WORK REQUIRED | Working through the entries below, find how many lines include the string "source"; give only that number.

Stored items from a collection:
────────
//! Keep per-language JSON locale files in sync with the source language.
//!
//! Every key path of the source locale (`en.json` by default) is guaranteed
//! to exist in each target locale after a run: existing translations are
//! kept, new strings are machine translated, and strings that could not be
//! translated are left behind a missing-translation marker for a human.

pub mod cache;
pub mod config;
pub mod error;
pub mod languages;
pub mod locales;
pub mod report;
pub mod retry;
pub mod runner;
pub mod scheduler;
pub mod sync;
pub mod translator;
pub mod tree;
────────
EXERCISE SOLUTION | 2